You can hear him call out the one woman who jumped in front of the bear as it tried to escape.
“She gonna run right in his path,” he said in the video.
“At first, it was out of amazement but like I said, I’m glad it was shot,” Schapiro said. “It shows that they’re being forced to come into the human population.”
Schapiro said he goes to downtown Gatlinburg around four times a year and seeing a bear isn’t uncommon for him.
“I’ve seen them behind the hotels and in the parking garages,” he said.
“Just back away and give it a clear escape route,” Cameron said when asked what to do if you see a bear. “They saw that bear and I think anyone would have been intrigued by it.
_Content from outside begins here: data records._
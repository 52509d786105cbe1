//! Dated GeoTIFF frames on disk, one directory per gas.

use std::{
    collections::BTreeMap,
    fs,
    path::{Path, PathBuf},
};

use chrono::NaiveDate;
use tracing::debug;

use crate::{
    error::{ReportError, Result},
    gas::normalize_gas,
};

use super::RasterFrame;

const DATE_FORMATS: [&str; 3] = ["%Y-%m-%d", "%Y%m%d", "%d-%m-%Y"];

/// Where raster frames come from.
pub trait RasterSource {
    /// Full-extent frame for the gas and day.
    fn frame(&self, gas: &str, date: NaiveDate) -> Result<RasterFrame>;

    /// Days with a frame for `gas` within `[start, end]`.
    fn available_dates(&self, gas: &str, start: NaiveDate, end: NaiveDate)
        -> Result<Vec<NaiveDate>>;

    /// Earliest day with a frame for `gas`.
    fn earliest_date(&self, gas: &str) -> Result<Option<NaiveDate>>;
}

/// `<root>/<GAS>/<GAS>_<YYYY-MM-DD>.tif`, as written by the CAMS downloader.
#[derive(Debug, Clone)]
pub struct GeoTiffStore {
    root: PathBuf,
}

impl GeoTiffStore {
    pub fn new(root: impl Into<PathBuf>) -> Self {
        GeoTiffStore { root: root.into() }
    }

    fn gas_dir(&self, gas: &str) -> PathBuf {
        self.root.join(normalize_gas(gas))
    }

    /// Conventional file names first, then any dated file for that day.
    pub fn frame_path(&self, gas: &str, date: NaiveDate) -> Result<Option<PathBuf>> {
        let gas = normalize_gas(gas);
        let dir = self.gas_dir(&gas);
        let day = date.format("%Y-%m-%d");

        for candidate in [format!("{gas}_{day}.tif"), format!("{gas}_{day}_ADS.tif")] {
            let path = dir.join(candidate);
            if path.is_file() {
                return Ok(Some(path));
            }
        }

        Ok(self.dated_files(&gas)?.remove(&date))
    }

    /// Every parseable frame for `gas`, one path per day. When a day has
    /// several files the last one in path order wins.
    pub fn dated_files(&self, gas: &str) -> Result<BTreeMap<NaiveDate, PathBuf>> {
        let dir = self.gas_dir(gas);
        if !dir.is_dir() {
            return Ok(BTreeMap::new());
        }

        let mut paths = fs::read_dir(&dir)
            .map_err(|e| ReportError::io(&dir, e))?
            .map(|entry| entry.map(|e| e.path()))
            .collect::<std::io::Result<Vec<_>>>()
            .map_err(|e| ReportError::io(&dir, e))?;
        paths.retain(|p| is_tiff(p));
        paths.sort();

        let mut by_day = BTreeMap::new();
        for path in paths {
            match date_from_file_name(&path) {
                Some(date) => {
                    by_day.insert(date, path);
                }
                None => debug!(path = %path.display(), "skipping raster without a date"),
            }
        }

        Ok(by_day)
    }
}

impl RasterSource for GeoTiffStore {
    fn frame(&self, gas: &str, date: NaiveDate) -> Result<RasterFrame> {
        let path = self
            .frame_path(gas, date)?
            .ok_or_else(|| ReportError::RasterUnavailable {
                gas: normalize_gas(gas),
                date,
            })?;
        debug!(path = %path.display(), "loading raster frame");

        RasterFrame::open(&path)
    }

    fn available_dates(
        &self,
        gas: &str,
        start: NaiveDate,
        end: NaiveDate,
    ) -> Result<Vec<NaiveDate>> {
        Ok(self
            .dated_files(gas)?
            .range(start..=end)
            .map(|(date, _)| *date)
            .collect())
    }

    fn earliest_date(&self, gas: &str) -> Result<Option<NaiveDate>> {
        Ok(self.dated_files(gas)?.keys().next().copied())
    }
}

fn is_tiff(path: &Path) -> bool {
    path.extension()
        .and_then(|e| e.to_str())
        .map(|e| e.eq_ignore_ascii_case("tif") || e.eq_ignore_ascii_case("tiff"))
        .unwrap_or(false)
}

/// Takes the last `_`-separated token of the stem that parses as a date, so
/// both `CO_2024-01-15.tif` and `CO_2024-01-15_ADS.tif` resolve.
pub fn date_from_file_name(path: &Path) -> Option<NaiveDate> {
    let stem = path.file_stem()?.to_str()?;
    stem.rsplit('_').find_map(|token| {
        DATE_FORMATS
            .iter()
            .find_map(|fmt| NaiveDate::parse_from_str(token, fmt).ok())
    })
}

// -- Tests -------------------------------------------------------------------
It showed up in an unusual spot. It looked like the people were from somewhere else and maybe it was the first bear they’d ever seen. So, people kind of lose common sense when it comes to that. We would just encourage people to once again just back away from it to not approach it and give it a clear escape route.”
Cameron added that that particular bear didn’t look like it had any tags or markings that could identify it. So hopefully this interaction scared it enough to keep it from making its way downtown again.
TWRA explained that if a bear is a danger to the community, they will try to relocate it but a lot of time, relocation doesn’t work and the bear will have to be euthanized.